Top 10 News Items 2/2-2/6: Geithner to Release Bailout Plan Monday; Unemployment Rate Jumps to 7.6%; BofA Reverses on Insider Buys
Here is a recap of the top news of the week on Wall Street:
1. Following weeks of speculation on what the next bank bailout package will offer, Treasury Secretary Tim Geithner is expected to unveil his bailout plan on Monday, February 9. Following the spotty success of the bailouts from predecessor Henry Paulson, the market is hoping Geithner's plan will help restore liquidity and confidence in the financial system. After initially starting off this week lower, stocks rallied in anticipation of the plan.
2. Non-farm payrolls for the month of January came in at 598,000, which was slightly higher than the Street's estimate of 540,000. The unemployment rate rose to 7.6%, yet the markets rallied as these numbers, while definitely very scary, were not catastrophically bad as many analysts were expecting.
3. With a rapidly sliding stock price, and concerns about the viability of the Merrill Lynch acquisition, talks of nationalizing Bank of America (NYSE: BAC) were abundant this week. The stock fell nearly 30% from Monday to Wednesday, at which time a number of insider buys were disclosed, including the CEO Ken Lewis. Since the initial reports, insiders at BofA disclosed several more purchases on Friday. The stock rebounded by more than 30% following the news.

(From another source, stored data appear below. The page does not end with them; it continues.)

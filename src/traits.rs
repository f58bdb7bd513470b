//! Provide traits for different classes of algorithms
//!

use crate::dataset::{DatasetBase, Records};

/// Transformation algorithms
///
/// A transformer takes a dataset or a matrix and returns a transformed version of it. Typical
/// examples are feature expansions, which do not need to learn anything from the data.
pub trait Transformer<R, T> {
    fn transform(&self, x: R) -> T;
}

/// Fittable algorithms
///
/// A fittable algorithm takes a dataset and creates a concept of some kind about it. For example
/// in *regression* the concept is a parameter vector minimizing a cost function, for scalers it
/// is the per-feature statistics of the training records.
pub trait Fit<R: Records, T, E: std::error::Error + From<crate::error::Error>> {
    type Object;

    fn fit(&self, dataset: &DatasetBase<R, T>) -> Result<Self::Object, E>;
}

/// Predict with model
///
/// Models predict by value and panic when the records do not match the learned width.
pub trait Predict<R, T> {
    fn predict(&self, x: R) -> T;
}
//! An error when fitting or scoring a regularized linear model
use crate::float::Float;
use thiserror::Error;

pub type Result<T, F> = std::result::Result<T, LinearError<F>>;

/// An error when fitting or scoring a regularized linear model
#[derive(Error, Debug)]
pub enum LinearError<F: Float> {
    /// Errors encountered when using argmin's solver
    #[error("argmin {0}")]
    Argmin(#[from] argmin::core::Error),
    #[error(transparent)]
    BaseCrate(#[from] biasvar::Error),
    #[error("At least one sample needed")]
    NotEnoughSamples,
    #[error("Design matrix has {0} rows but there are {1} targets")]
    MismatchedShapes(usize, usize),
    #[error("Design matrix has {0} columns but {1} parameters were given")]
    MismatchedParams(usize, usize),
    #[error("Penalty should be positive and finite, but is {0}")]
    InvalidPenalty(F),
    #[error("At least one solver iteration is needed")]
    InvalidMaxIterations,
    #[error("Gradient tolerance should be positive and finite, but is {0}")]
    InvalidGradientTolerance(F),
    #[error("Expected {0} initial parameters, got {1}")]
    InvalidInitialParams(usize, usize),
    #[error("At least one penalty candidate needed")]
    EmptyPenaltyGrid,
    #[error("The solver did not produce any parameters")]
    NoSolution,
}
use super::{DatasetBase, Records};
use ndarray::{ArrayBase, Axis, Data, Ix2};

/// Implement records for NdArrays
impl<F, S: Data<Elem = F>> Records for ArrayBase<S, Ix2> {
    type Elem = F;

    fn nsamples(&self) -> usize {
        self.len_of(Axis(0))
    }

    fn nfeatures(&self) -> usize {
        self.len_of(Axis(1))
    }
}

/// Implement records for a DatasetBase
impl<D: Records, T> Records for DatasetBase<D, T> {
    type Elem = D::Elem;

    fn nsamples(&self) -> usize {
        self.records.nsamples()
    }

    fn nfeatures(&self) -> usize {
        self.records.nfeatures()
    }
}

/// Implement records for references
impl<R: Records> Records for &R {
    type Elem = R::Elem;

    fn nsamples(&self) -> usize {
        (*self).nsamples()
    }

    fn nfeatures(&self) -> usize {
        (*self).nfeatures()
    }
}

4. On Wednesday, President Obama confirmed that he would place limits on executive compensation for those companies receiving government assistance. The restrictions will include a $500,000 annual pay cap for senior executives at companies receiving "exceptional assistance". Any additional compensation will have to come in the form of restricted stock that won't vest until the government is paid back with interest. In addition, executive compensation structure and strategy must be full disclosed and subject to a "say on pay" shareholder resolution. There is also a required provision to "clawback" bonuses to top executives engaging in deceptive practices. The plan will also increase the ban on "golden parachutes" and will require Board of Directors' adoption of company policy related to approval of luxury expenditures like aviation services, office and facility renovations, entertainment and holiday parties, and conferences and events. Companies that likely fall under the "exceptional assistance" may include: AIG (NYSE: AIG), Citigroup (NYSE: C) and Bank of America, according to sources.

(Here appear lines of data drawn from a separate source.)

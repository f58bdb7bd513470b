//! Newtype around the parameter vector handed to argmin
//!
//! argmin-math only implements its vector traits for `Array1<f32>` and `Array1<f64>`. Wrapping the
//! array lets the solver code stay generic over [`Float`] without repeating those bounds at every
//! call site.

use crate::float::Float;
use argmin_math::{
    ArgminAdd, ArgminDot, ArgminL1Norm, ArgminL2Norm, ArgminMinMax, ArgminMul, ArgminSignum,
    ArgminSub, ArgminZeroLike,
};
use ndarray::{Array1, Zip};
#[cfg(feature = "serde")]
use serde_crate::{Deserialize, Serialize};

#[derive(Debug, Clone, PartialEq, Default)]
#[cfg_attr(
    feature = "serde",
    derive(Serialize, Deserialize),
    serde(crate = "serde_crate")
)]
pub struct ArgminParam<F>(pub Array1<F>);

impl<F> ArgminParam<F> {
    #[inline]
    pub fn as_array(&self) -> &Array1<F> {
        &self.0
    }
}

impl<F: Float> ArgminSub<F, ArgminParam<F>> for ArgminParam<F> {
    fn sub(&self, other: &F) -> ArgminParam<F> {
        ArgminParam(&self.0 - *other)
    }
}

impl<F: Float> ArgminSub<ArgminParam<F>, ArgminParam<F>> for ArgminParam<F> {
    fn sub(&self, other: &ArgminParam<F>) -> ArgminParam<F> {
        ArgminParam(&self.0 - &other.0)
    }
}

impl<F: Float> ArgminAdd<F, ArgminParam<F>> for ArgminParam<F> {
    fn add(&self, other: &F) -> ArgminParam<F> {
        ArgminParam(&self.0 + *other)
    }
}

impl<F: Float> ArgminAdd<ArgminParam<F>, ArgminParam<F>> for ArgminParam<F> {
    fn add(&self, other: &ArgminParam<F>) -> ArgminParam<F> {
        ArgminParam(&self.0 + &other.0)
    }
}

impl<F: Float> ArgminDot<ArgminParam<F>, F> for ArgminParam<F> {
    fn dot(&self, other: &ArgminParam<F>) -> F {
        self.0.dot(&other.0)
    }
}

impl<F: Float> ArgminL1Norm<F> for ArgminParam<F> {
    fn l1_norm(&self) -> F {
        self.0
            .fold(F::zero(), |acc, &v| acc + num_traits::Float::abs(v))
    }
}

impl<F: Float> ArgminL2Norm<F> for ArgminParam<F> {
    fn l2_norm(&self) -> F {
        num_traits::Float::sqrt(self.0.dot(&self.0))
    }
}

impl<F: Float> ArgminMul<F, ArgminParam<F>> for ArgminParam<F> {
    fn mul(&self, other: &F) -> ArgminParam<F> {
        ArgminParam(&self.0 * *other)
    }
}

impl<F: Float> ArgminMul<ArgminParam<F>, ArgminParam<F>> for ArgminParam<F> {
    fn mul(&self, other: &ArgminParam<F>) -> ArgminParam<F> {
        ArgminParam(&self.0 * &other.0)
    }
}

impl<F: Float> ArgminSignum for ArgminParam<F> {
    fn signum(self) -> ArgminParam<F> {
        ArgminParam(self.0.mapv_into(num_traits::Float::signum))
    }
}

impl<F: Float> ArgminZeroLike for ArgminParam<F> {
    fn zero_like(&self) -> ArgminParam<F> {
        ArgminParam(Array1::zeros(self.0.len()))
    }
}

impl<F: Float> ArgminMinMax for ArgminParam<F> {
    fn min(x: &Self, y: &Self) -> ArgminParam<F> {
        assert_eq!(x.0.len(), y.0.len());
        ArgminParam(Zip::from(&x.0).and(&y.0).map_collect(|&a, &b| if a < b { a } else { b }))
    }

    fn max(x: &Self, y: &Self) -> ArgminParam<F> {
        assert_eq!(x.0.len(), y.0.len());
        ArgminParam(Zip::from(&x.0).and(&y.0).map_collect(|&a, &b| if a > b { a } else { b }))
    }
}

#[cfg(test)]
mod tests {
    use super::ArgminParam;
    use approx::assert_abs_diff_eq;
    use argmin_math::{ArgminL1Norm, ArgminL2Norm, ArgminMinMax, ArgminSignum};
    use ndarray::array;

    #[test]
    fn norms_and_signum() {
        let p = ArgminParam(array![3., -4., 0.]);

        assert_abs_diff_eq!(p.l1_norm(), 7.);
        assert_abs_diff_eq!(p.l2_norm(), 5.);
        assert_eq!(p.signum().0, array![1., -1., 1.]);
    }

    #[test]
    fn elementwise_min_max() {
        let a = ArgminParam(array![1., 5.]);
        let b = ArgminParam(array![2., -1.]);

        assert_eq!(<ArgminParam<f64> as ArgminMinMax>::min(&a, &b).0, array![1., -1.]);
        assert_eq!(<ArgminParam<f64> as ArgminMinMax>::max(&a, &b).0, array![2., 5.]);
    }
}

5. Auto sales for the month of January were released this week and investors were once again met with a barrage of massive double digit declines. GM (NYSE: GM) reported a 49% decline, while Ford (NYSE: F) saw a 42.1% decline. Despite the falling monthly sales, shares of GM and Ford finished the week only modestly lower.

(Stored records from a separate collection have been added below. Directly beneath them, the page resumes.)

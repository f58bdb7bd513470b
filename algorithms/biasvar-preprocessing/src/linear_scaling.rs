//! Standard scaling of features

use crate::error::{PreprocessingError, Result};
use approx::abs_diff_eq;
use biasvar::dataset::{DatasetBase, Records};
use biasvar::traits::Fit;
use biasvar::{Float, ParamGuard};
use ndarray::{Array1, Array2, ArrayBase, Axis, Data, Ix2, Zip};

#[cfg(feature = "serde")]
use serde_crate::{Deserialize, Serialize};

/// Linear Scaler: learns the per-feature mean and standard deviation of a dataset, producing a
/// [fitted linear scaler](FittedLinearScaler) that can be used to scale different datasets using
/// the same parameters.
///
/// Validation and test data must be scaled with the statistics of the training data, never with
/// their own.
///
/// ### Example
///
/// ```rust
/// use biasvar::traits::Fit;
/// use biasvar::Dataset;
/// use biasvar_preprocessing::linear_scaling::LinearScaler;
/// use ndarray::array;
///
/// let train = Dataset::new(array![[1.], [2.], [3.]], array![0., 0., 0.]);
/// // Learn scaling parameters
/// let scaler = LinearScaler::standard().fit(&train).unwrap();
/// // scale new records according to parameters
/// let scaled = scaler.transform(&array![[2.], [4.]]).unwrap();
/// assert_eq!(scaled[(0, 0)], 0.);
/// ```
pub struct LinearScaler;

impl LinearScaler {
    /// Initializes a Standard scaler using the population standard deviation (`ddof = 0`)
    pub fn standard<F: Float>() -> LinearScalerParams<F> {
        LinearScalerParams(LinearScalerValidParams { ddof: F::zero() })
    }
}

/// A verified hyper-parameter set for the standard scaler
#[cfg_attr(
    feature = "serde",
    derive(Serialize, Deserialize),
    serde(crate = "serde_crate")
)]
#[derive(Clone, Debug, PartialEq)]
pub struct LinearScalerValidParams<F> {
    ddof: F,
}

impl<F: Float> LinearScalerValidParams<F> {
    pub fn ddof(&self) -> F {
        self.ddof
    }
}

/// Hyper-parameters of the standard scaler, see [`LinearScaler::standard`]
#[cfg_attr(
    feature = "serde",
    derive(Serialize, Deserialize),
    serde(crate = "serde_crate")
)]
#[derive(Clone, Debug, PartialEq)]
pub struct LinearScalerParams<F>(LinearScalerValidParams<F>);

impl<F: Float> LinearScalerParams<F> {
    /// Delta degrees of freedom of the standard deviation
    ///
    /// The divisor is `nsamples - ddof`. Defaults to `0`, use `1` for the sample standard
    /// deviation.
    pub fn ddof(mut self, ddof: F) -> Self {
        self.0.ddof = ddof;
        self
    }
}

impl<F: Float> ParamGuard for LinearScalerParams<F> {
    type Checked = LinearScalerValidParams<F>;
    type Error = PreprocessingError;

    fn check_ref(&self) -> Result<&Self::Checked> {
        if !self.0.ddof.is_finite() || self.0.ddof.is_negative() {
            Err(PreprocessingError::InvalidDdof(
                self.0.ddof.to_f32().unwrap_or(f32::NAN),
            ))
        } else {
            Ok(&self.0)
        }
    }

    fn check(self) -> Result<Self::Checked> {
        self.check_ref()?;
        Ok(self.0)
    }
}

impl<F: Float, D: Data<Elem = F>, T> Fit<ArrayBase<D, Ix2>, T, PreprocessingError>
    for LinearScalerValidParams<F>
{
    type Object = FittedLinearScaler<F>;

    /// Fits the per-feature statistics of the input records. Will return an error if the dataset
    /// does not contain enough samples or if a feature is constant.
    fn fit(&self, x: &DatasetBase<ArrayBase<D, Ix2>, T>) -> Result<Self::Object> {
        FittedLinearScaler::standard(x.records(), self.ddof)
    }
}

/// The result of fitting a [linear scaler](LinearScaler).
/// Scales datasets with the parameters learned during fitting.
#[cfg_attr(
    feature = "serde",
    derive(Serialize, Deserialize),
    serde(crate = "serde_crate")
)]
#[derive(Clone, Debug, PartialEq)]
pub struct FittedLinearScaler<F> {
    means: Array1<F>,
    std_devs: Array1<F>,
}

impl<F: Float> FittedLinearScaler<F> {
    pub(crate) fn standard<D: Data<Elem = F>>(
        records: &ArrayBase<D, Ix2>,
        ddof: F,
    ) -> Result<Self> {
        if records.nsamples() == 0 || F::cast(records.nsamples()) <= ddof {
            return Err(PreprocessingError::NotEnoughSamples);
        }
        let means = records
            .mean_axis(Axis(0))
            .ok_or(PreprocessingError::NotEnoughSamples)?;
        let std_devs = records.std_axis(Axis(0), ddof);

        if let Some(column) = std_devs.iter().position(|s| abs_diff_eq!(*s, F::zero())) {
            return Err(PreprocessingError::ZeroVariance(column));
        }

        Ok(Self { means, std_devs })
    }

    /// Array of size `n_features` with the mean subtracted from each feature
    pub fn means(&self) -> &Array1<F> {
        &self.means
    }

    /// Array of size `n_features` with the standard deviation each feature is divided by
    pub fn std_devs(&self) -> &Array1<F> {
        &self.std_devs
    }

    /// Number of features the scaler was fitted on
    pub fn nfeatures(&self) -> usize {
        self.means.len()
    }

    /// Scales an array of size (nsamples, nfeatures) according to the scaler's means and standard
    /// deviations. The stored statistics are never updated by this call.
    pub fn transform<D: Data<Elem = F>>(&self, x: &ArrayBase<D, Ix2>) -> Result<Array2<F>> {
        if x.nfeatures() != self.nfeatures() {
            return Err(PreprocessingError::MismatchedFeatures(
                self.nfeatures(),
                x.nfeatures(),
            ));
        }

        let mut x = x.to_owned();
        Zip::from(x.columns_mut())
            .and(&self.means)
            .and(&self.std_devs)
            .for_each(|mut col, &mean, &std| col.mapv_inplace(|el| (el - mean) / std));

        Ok(x)
    }

    /// Substitutes the records of the dataset with their scaled version
    pub fn transform_dataset<D: Data<Elem = F>, T>(
        &self,
        x: DatasetBase<ArrayBase<D, Ix2>, T>,
    ) -> Result<DatasetBase<Array2<F>, T>> {
        let transformed_records = self.transform(x.records())?;
        Ok(x.with_records(transformed_records))
    }
}

/// Normalizes every column of `x` to zero mean and unit population standard deviation
///
/// Returns the normalized matrix together with the fitted statistics, which must be reused for
/// any further data.
pub fn normalize<F: Float, D: Data<Elem = F>>(
    x: &ArrayBase<D, Ix2>,
) -> Result<(Array2<F>, FittedLinearScaler<F>)> {
    let scaler = FittedLinearScaler::standard(x, F::zero())?;
    let normalized = scaler.transform(x)?;

    Ok((normalized, scaler))
}

#[cfg(test)]
mod tests {
    use super::{normalize, FittedLinearScaler, LinearScaler, LinearScalerValidParams};
    use crate::error::PreprocessingError;
    use approx::assert_abs_diff_eq;
    use biasvar::traits::Fit;
    use biasvar::{Dataset, DatasetBase};
    use ndarray::{array, Array2, Axis};

    #[test]
    fn autotraits() {
        fn has_autotraits<T: Send + Sync + Sized + Unpin>() {}
        has_autotraits::<FittedLinearScaler<f64>>();
        has_autotraits::<LinearScalerValidParams<f64>>();
    }

    #[test]
    fn test_standard_scaler() {
        let dataset: Dataset<f64> = DatasetBase::new(
            array![[1., -1., 2.], [2., 0., 0.], [0., 1., -1.]],
            array![0., 0., 0.],
        );
        let scaler = LinearScaler::standard().fit(&dataset).unwrap();
        assert_abs_diff_eq!(*scaler.means(), array![1., 0., 1. / 3.]);
        assert_abs_diff_eq!(*scaler.std_devs(), array![0.81, 0.81, 1.24], epsilon = 1e-2);

        let transformed = scaler.transform_dataset(dataset).unwrap();
        let means = transformed.records().mean_axis(Axis(0)).unwrap();
        let std_devs = transformed.records().std_axis(Axis(0), 0.);
        assert_abs_diff_eq!(means, array![0., 0., 0.]);
        assert_abs_diff_eq!(std_devs, array![1., 1., 1.]);
    }

    #[test]
    fn test_sample_std_ddof() {
        let dataset: Dataset<f64> = DatasetBase::new(array![[1.], [2.], [3.]], array![0., 0., 0.]);
        let scaler = LinearScaler::standard().ddof(1.).fit(&dataset).unwrap();
        assert_abs_diff_eq!(*scaler.std_devs(), array![1.]);

        let too_few: Dataset<f64> = DatasetBase::new(array![[1.]], array![0.]);
        assert_eq!(
            LinearScaler::standard().ddof(1.).fit(&too_few),
            Err(PreprocessingError::NotEnoughSamples)
        );
        assert!(matches!(
            LinearScaler::standard().ddof(-1.).fit(&dataset),
            Err(PreprocessingError::InvalidDdof(_))
        ));
    }

    #[test]
    fn normalize_round_trip() {
        let x = array![[1., 10.], [2., 30.], [4., 20.], [5., 60.]];
        let (normalized, scaler) = normalize(&x).unwrap();

        let manual = (&x - &scaler.means().clone().insert_axis(Axis(0)))
            / &scaler.std_devs().clone().insert_axis(Axis(0));
        assert_abs_diff_eq!(normalized, manual, epsilon = 1e-12);
    }

    #[test]
    fn unseen_data_reuses_training_statistics() {
        let train = array![[1.], [2.], [3.], [4.]];
        let (_, scaler) = normalize(&train).unwrap();
        let (means, std_devs) = (scaler.means().clone(), scaler.std_devs().clone());

        let unseen = array![[100.], [200.]];
        let scaled = scaler.transform(&unseen).unwrap();

        assert_eq!(scaler.means(), &means);
        assert_eq!(scaler.std_devs(), &std_devs);
        assert_abs_diff_eq!(scaled[(0, 0)], (100. - 2.5) / 1.25f64.sqrt(), epsilon = 1e-12);
    }

    #[test]
    fn zero_variance_is_an_error() {
        let x = array![[1., 3.], [2., 3.], [3., 3.]];
        assert_eq!(
            normalize(&x).unwrap_err(),
            PreprocessingError::ZeroVariance(1)
        );
    }

    #[test]
    fn empty_and_mismatched_inputs() {
        let empty = Array2::<f64>::zeros((0, 2));
        assert_eq!(
            normalize(&empty).unwrap_err(),
            PreprocessingError::NotEnoughSamples
        );

        let (_, scaler) = normalize(&array![[1., 2.], [3., 5.]]).unwrap();
        assert_eq!(
            scaler.transform(&array![[1.]]).unwrap_err(),
            PreprocessingError::MismatchedFeatures(2, 1)
        );
    }
}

6. Midway through the week, media reports claimed that the economic stimulus plan had hit snags causing discussions to stall. Sources said regulators were concerned with possible earmarks included in the package. Obama responded by giving several heartfelt speeches encouraging American citizens and politicians alike to push forward.
7. The two largest credit card processors, Visa (NYSE: V) and MasterCard (NYSE: MA), reported their Q1 and Q4 earnings, respectively, handily beating Wall Street's expectations. Shares of Visa surged nearly 13% on the news, while shares of MasterCard rose 16% by the end of the week.
8. Elsewhere on the earnings front: Dow Chemical (NYSE: DOW) reported a Q4 loss, as did Motorola (NYSE: MOT). Merck (NYSE: MRK), Cummins (NYSE: CMI), UPS (NYSE: UPS), Disney (NYSE: DIS), Time Warner (NYSE: TWX), Cisco (Nasdaq: CSCO), and Philip Morris International (NYSE: PM) also reported.
9. Continued concerns about the credit worthiness and dividend of General Electric (NYSE: GE) sent the stock about 8% lower this week. Calming investor concerns, in the near-term atleast, GE declared its quarterly dividend of $0.31 on Friday.
10. The original Madoff whistle blower, Harry Markopolos, who informed the SEC several years ago that something fishy was going on at Madoff's firm, testified in front of Congress this week. Markopolos was unrelenting in his remarks related to the incompetence of the SEC while Madoff was managing money. As Madoff has now put Ponzi to shame in terms of con-jobs, it will be very interesting to see how investigations go.